== Exercise aim ==
Copy out each line from the material where the word "process" is found.
++++++++++
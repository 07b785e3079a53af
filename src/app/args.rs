//! Command-line parsing with the probes' exit-code convention.

use std::process::ExitCode;

use clap::Parser;

use crate::config::Opt;

/// Parses the process arguments.
///
/// `--help` and `--version` print to stdout and yield `Err(ExitCode::SUCCESS)`.
/// Usage errors print to stderr and yield exit status 1, never clap's default 2.
pub fn parse_args() -> Result<Opt, ExitCode> {
    Opt::try_parse().map_err(|e| {
        if let Err(print_error) = e.print() {
            log::error!("Failed to print usage: {print_error}");
        }
        ExitCode::from(usage_exit_status(&e))
    })
}

fn usage_exit_status(error: &clap::Error) -> u8 {
    if error.use_stderr() {
        1
    } else {
        0
    }
}

#[cfg(test)]
fn parse_from<I, T>(args: I) -> Result<Opt, clap::Error>
where
    I: IntoIterator<Item = T>,
    T: Into<std::ffi::OsString> + Clone,
{
    Opt::try_parse_from(args)
}
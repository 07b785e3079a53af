//! Configuration constants.
//!
//! This module defines the deadlines, limits and labels shared by all probes.

// Network operation timeouts
/// Overall per-probe deadline in seconds, used when `--timeout-seconds` is not given.
pub const DEFAULT_TIMEOUT_SECS: u64 = 30;
/// DNS query timeout in seconds (per attempt)
pub const DNS_TIMEOUT_SECS: u64 = 3;
/// Number of attempts the resolver makes per name server before failing
pub const DNS_ATTEMPTS: usize = 2;
/// TCP connection timeout in seconds
pub const TCP_CONNECT_TIMEOUT_SECS: u64 = 5;
/// TLS handshake timeout in seconds
pub const TLS_HANDSHAKE_TIMEOUT_SECS: u64 = 5;

/// Default port for HTTPS connections.
pub const HTTPS_PORT: u16 = 443;

/// Maximum number of redirect hops followed by the transfer layer.
pub const MAX_REDIRECTS: usize = 10;

/// User-Agent sent with every probe request.
pub const DEFAULT_USER_AGENT: &str = concat!("netprobe/", env!("CARGO_PKG_VERSION"));

/// Placeholder label for the local side of a synthetic packet.
pub const LOCAL_PEER_LABEL: &str = "LOCALHOST:random";

/// Redirect status codes followed when redirect following is enabled.
pub const REDIRECT_STATUS_CODES: &[u16] = &[301, 302, 303, 307, 308];

/// ALPN protocols offered by the TLS session probe, in preference order.
pub const ALPN_PROTOCOLS: &[&[u8]] = &[b"h2", b"http/1.1"];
++++++++++
== Result ==
use std::process::ExitCode;
/// Parses the process arguments.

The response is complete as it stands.